Lluis Cortés only became Barcelona coach in January, but already he has guided the club to its first UEFA Women’s Champions League final. Though Olympique Lyonnais may start as favourites he believes his side are more than capable of surprising the five-time champions

What was it like to make the step up to Barcelona coach this season?

It’s been a very important change for me. Before, I was an assistant and had a position within the coaching staff. I worked with the team 

and the players but it’s different being the one who is entirely responsible. It’s been a great role change, everyone has helped me a lot and I think that has made the transition a lot easier.

How was it for the players? Did you have to gain their trust?

Luckily I have known a lot of the players for years. I have worked with some of them since they were 11 or 12 years old. That made it a lot easier and, of course, I was the assistant before. But now I’m the coach and the one who makes the decisions. Some will be popular, others not so much.

What have you contributed to the team to help them reach the final?

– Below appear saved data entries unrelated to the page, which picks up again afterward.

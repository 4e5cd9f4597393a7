use std::fmt;

#[derive(Debug, Clone, Copy, PartialEq, Eq)]
pub enum Role {
    Admin,
    Faculty,
    Student,
}

impl Role {
    pub fn parse(s: &str) -> Option<Role> {
        match s {
            "admin" => Some(Role::Admin),
            "faculty" => Some(Role::Faculty),
            "student" => Some(Role::Student),
            _ => None,
        }
    }

    pub fn as_str(&self) -> &'static str {
        match self {
            Role::Admin => "admin",
            Role::Faculty => "faculty",
            Role::Student => "student",
        }
    }
}

impl fmt::Display for Role {
    fn fmt(&self, f: &mut fmt::Formatter<'_>) -> fmt::Result {
        f.write_str(self.as_str())
    }
}

/// The authenticated principal for one request, resolved from the bearer
/// token via the identity verifier and the users table.
#[derive(Debug, Clone)]
pub struct AuthSubject {
    pub uid: String,
    pub email: String,
    pub name: String,
    pub role: Role,
    pub university_id: String,
}

/// What a request wants to touch.
#[derive(Debug, Clone, Copy)]
pub enum Resource<'a> {
    /// Provisioning and entity administration.
    Administration,
    /// Roster/enrollment management.
    Enrollment,
    /// Attendance for a subject taught by the given faculty email.
    Attendance { faculty_email: &'a str },
    /// A student's own record (profile, summary), keyed by email.
    StudentRecord { email: &'a str },
    /// A faculty member's own record, keyed by email.
    FacultyRecord { email: &'a str },
    Announcements,
    Calendar,
}

#[derive(Debug, Clone, Copy, PartialEq, Eq)]
pub enum Action {
    Read,
    Write,
}

/// Explicit allow/deny decision per request. Admins administer everything;
/// faculty write attendance only as themselves; students and faculty read
/// only their own records.
pub fn authorize(subject: &AuthSubject, resource: Resource, action: Action) -> Result<(), Deny> {
    let allowed = match resource {
        Resource::Administration | Resource::Enrollment => subject.role == Role::Admin,
        Resource::Attendance { faculty_email } => match action {
            Action::Write => subject.role == Role::Faculty && subject.email == faculty_email,
            Action::Read => subject.role == Role::Faculty || subject.role == Role::Admin,
        },
        Resource::StudentRecord { email } => match action {
            Action::Read => {
                subject.role == Role::Admin
                    || (subject.role == Role::Student && subject.email == email)
            }
            Action::Write => {
                subject.role == Role::Admin
                    || (subject.role == Role::Student && subject.email == email)
            }
        },
        Resource::FacultyRecord { email } => {
            subject.role == Role::Admin
                || (subject.role == Role::Faculty && subject.email == email)
        }
        Resource::Announcements | Resource::Calendar => match action {
            Action::Read => true,
            Action::Write => subject.role == Role::Admin,
        },
    };
    if allowed {
        Ok(())
    } else {
        Err(Deny {
            role: subject.role,
        })
    }
}

#[derive(Debug)]
pub struct Deny {
    pub role: Role,
}

impl Deny {
    pub fn message(&self) -> String {
        format!("role {} may not perform this operation", self.role)
    }
}

#[cfg(test)]
mod tests {
    use super::*;

    fn subject(role: Role, email: &str) -> AuthSubject {
        AuthSubject {
            uid: "u1".to_string(),
            email: email.to_string(),
            name: "Test".to_string(),
            role,
            university_id: "t@university.edu".to_string(),
        }
    }

    #[test]
    fn admin_administers_everything() {
        let s = subject(Role::Admin, "root@example.com");
        assert!(authorize(&s, Resource::Administration, Action::Write).is_ok());
        assert!(authorize(&s, Resource::Enrollment, Action::Write).is_ok());
        assert!(authorize(
            &s,
            Resource::StudentRecord { email: "x@example.com" },
            Action::Read
        )
        .is_ok());
        assert!(authorize(&s, Resource::Calendar, Action::Write).is_ok());
    }

    #[test]
    fn student_reads_only_own_record() {
        let s = subject(Role::Student, "alice@example.com");
        assert!(authorize(
            &s,
            Resource::StudentRecord { email: "alice@example.com" },
            Action::Read
        )
        .is_ok());
        assert!(authorize(
            &s,
            Resource::StudentRecord { email: "bob@example.com" },
            Action::Read
        )
        .is_err());
        assert!(authorize(&s, Resource::Administration, Action::Write).is_err());
        assert!(authorize(&s, Resource::Announcements, Action::Read).is_ok());
        assert!(authorize(&s, Resource::Announcements, Action::Write).is_err());
    }

    #[test]
    fn faculty_marks_attendance_only_as_self() {
        let s = subject(Role::Faculty, "prof@example.com");
        assert!(authorize(
            &s,
            Resource::Attendance { faculty_email: "prof@example.com" },
            Action::Write
        )
        .is_ok());
        assert!(authorize(
            &s,
            Resource::Attendance { faculty_email: "other@example.com" },
            Action::Write
        )
        .is_err());
        // Admins read attendance stats but never mark.
        let a = subject(Role::Admin, "root@example.com");
        assert!(authorize(
            &a,
            Resource::Attendance { faculty_email: "prof@example.com" },
            Action::Write
        )
        .is_err());
        assert!(authorize(
            &a,
            Resource::Attendance { faculty_email: "prof@example.com" },
            Action::Read
        )
        .is_ok());
    }
}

The team has been doing a great job, not just tactically but at all conceptual levels of the game. We’ve been capable of dealing with the emotional side, which has allowed the players to feel freer and have more confidence to develop their game. I think when we go out to play we need to have well-defined core ideas, which is what I try to communicate with the players. I also try to include and integrate players from outside but, above all, [I try to] help them to work on the emotional side. This allows them to take a step forward to improve.

Will the players be confident against a very good Olympique Lyonnais team?

We’re playing against a team who have a higher budget than us and they have the best players in every position, so I think we need to work on the team’s confidence because that is what has brought us to this point. We need to focus on our game, on what makes us strong and what we did against Bayern München [in the semi-finals]. From that, we can reinforce our players’ confidence because from the outside looking into our environment, we feel smaller than Lyon, so we need to smooth that out and make ourselves big, to put on a brave and daring performance in order to compete in this final.

Given the fact that current holders Lyonnais are so well known, will that help in any way?

We know our rivals very well so, of course, leading up to the game, we’ll be discussing them, highlighting their strengths, weaknesses and where we can hurt them. We know a lot about their players. They’ve had the same coach for years, they’ve been playing for years at the highest level with a group of similar players and last year we competed against them [in the quarter-finals]. I think we learnt that they are mortal, that they are players who you can compete against.

What would you say have been your team’s strengths in the competition to date?

I think the key has been not to concede goals. In the last round we managed not to concede any goals. That doesn’t mean that we just set out to defend. I think attacking is the best form of defence. We’ve had games with long periods of possession – that is typical for us – and then we’ve attacked 

in the final third and had lots of shots on target. I think this team also does well when it’s faced with tough challenges. We have a group of players who hear the words “Champions League” and that gives them a boost, so they are capable of giving just a bit more than in a normal match.

So it’s very similar to the Barcelona men’s DNA?

That’s right. In the end, that’s our club. It would be very difficult to play any other way. The coaches believe in it and we need to sign players who we believe are capable of buying into it. I think one of the club’s strengths is its style of play. Our style is something we can’t sacrifice. We need to be aware of that and keep aiming to win trophies while remaining true to our style of play.

What would it mean both for the team and you personally to win the competition this season?

It would be a dream come true. It would be a very big deal. We put a lot of hours into this; not only the players but also the members of staff. We all take time away from our families, our partners, and we dedicate a lot of time to this club. To be able to finish the season winning the Champions League would be a great prize and great recognition of all the work and time we’ve put into this club.